Proponents of DNA patenting maintain that patents stimulate medical research by guaranteeing some degree of exclusivity to biotech companies to make and sell their biological inventions. This assures them a reasonable profit and justifies the risks of research and development. “It can cost hundreds of millions of dollars to go from a discovery to actually producing a product,” notes Tim Leshan, senior policy analyst with the National Human Genome Research Institute in Bethesda, Maryland. “We don’t want the industry to feel that if they make that investment, someone else could come along and scoop them on it and create a product before they get their research done.”
Robert Cook-Deegan of Duke University also believes that patenting serves as an incentive to companies to invest their resources in R&D, because it prevents others from stealing their inventions. “If biological products were not allowed to be patented,” he contends, “it would stifle new product development and the advancement of knowledge.”

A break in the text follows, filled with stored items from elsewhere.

use serde::{Deserialize, Serialize};
use strum::{Display, EnumIter, EnumString};

/// One ingredient line of a recipe, joined to the catalog by `slug`.
#[derive(Debug, Clone, PartialEq, Serialize, Deserialize)]
pub struct RecipeIngredient {
    pub slug: String,
    pub name: String,
    #[serde(default)]
    pub amount: String,
}

/// Canonical recipe shape shared by the cache, the provider converters and
/// the generative chef.
#[derive(Debug, Clone, PartialEq, Serialize, Deserialize)]
pub struct Recipe {
    /// Globally unique, provider-prefixed (e.g. `themealdb_52772`)
    pub id: String,
    pub title: String,
    pub cuisine: String,
    pub dish_type: String,
    pub ingredients: Vec<RecipeIngredient>,
    pub instructions: Vec<String>,
    /// Minutes
    pub prep_time: u32,
    /// Minutes
    pub cook_time: u32,
    pub servings: u32,
    pub source: String,
    /// 0-100
    pub quality_score: u8,
    #[serde(default)]
    pub times_served: i64,
}

impl Recipe {
    pub fn total_time(&self) -> u32 {
        self.prep_time.saturating_add(self.cook_time)
    }

    pub fn ingredient_slugs(&self) -> impl Iterator<Item = &str> {
        self.ingredients.iter().map(|i| i.slug.as_str())
    }
}

/// The four resolution levels, in the order they are tried.
#[derive(
    Debug, Clone, Copy, PartialEq, Eq, PartialOrd, Ord, Hash, Serialize, Deserialize, Display,
    EnumString, EnumIter,
)]
#[strum(serialize_all = "snake_case")]
#[serde(rename_all = "snake_case")]
pub enum CascadeLevel {
    Local = 1,
    DirectProvider = 2,
    SisterCuisine = 3,
    Generative = 4,
}

impl CascadeLevel {
    pub fn number(self) -> u8 {
        self as u8
    }
}

/// Which level produced a result, plus an optional substitution note.
#[derive(Debug, Clone, PartialEq, Serialize, Deserialize)]
pub struct Provenance {
    pub level: u8,
    pub stage: CascadeLevel,
    #[serde(skip_serializing_if = "Option::is_none")]
    pub note: Option<String>,
}

impl Provenance {
    pub fn new(stage: CascadeLevel, note: Option<String>) -> Self {
        Self {
            level: stage.number(),
            stage,
            note,
        }
    }
}
pub mod aggregator;
pub mod alternatives;
pub mod atlas;
pub mod cascade;
pub mod catalog;
pub mod dish_type;
pub mod generator;
pub mod knowledge;
pub mod local_cache;
pub mod protein;
pub mod providers;
pub mod quality;
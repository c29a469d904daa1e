use sqlx::sqlite::{
    SqliteConnectOptions, SqliteJournalMode, SqlitePoolOptions, SqliteSynchronous,
};
use sqlx::SqlitePool;
use std::str::FromStr;
use std::time::Duration;

/// Per-connection options for the recipe cache.
///
/// WAL journaling lets many readers proceed while a single write-back or
/// popularity increment holds the write lock.
pub fn connect_options(database_url: &str) -> Result<SqliteConnectOptions, sqlx::Error> {
    Ok(SqliteConnectOptions::from_str(database_url)?
        .create_if_missing(true)
        .journal_mode(SqliteJournalMode::Wal)
        .synchronous(SqliteSynchronous::Normal)
        .busy_timeout(Duration::from_secs(5))
        .foreign_keys(true))
}

/// Initialize SQLite connection pool
pub async fn init_pool(database_url: &str, max_connections: u32) -> Result<SqlitePool, sqlx::Error> {
    let pool = SqlitePoolOptions::new()
        .max_connections(max_connections)
        .acquire_timeout(Duration::from_secs(10))
        .idle_timeout(Duration::from_secs(600))
        .connect_with(connect_options(database_url)?)
        .await?;

    tracing::info!(max_connections, "Created recipe cache pool");

    Ok(pool)
}

/// Run database migrations
pub async fn run_migrations(pool: &SqlitePool) -> Result<(), sqlx::Error> {
    sqlx::migrate!("./migrations")
        .run(pool)
        .await
        .map_err(|e| sqlx::Error::Migrate(Box::new(e)))
}

pub mod recipe_queries;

At the same time, patents can help get new information into the public domain. “In order to get a patent, you have to describe your invention in such a way that others will be able to use it once your monopoly is up,” Leshan says. “One of the purposes of the patent process is to make sure that inventions aren’t just locked in a drawer forever, so that only one person benefits from them.” So while a patentee is given exclusive rights to produce and sell his or her invention for a period of time, information about how to make or use it is disclosed as soon as the patent is approved, and in this way the whole industry benefits.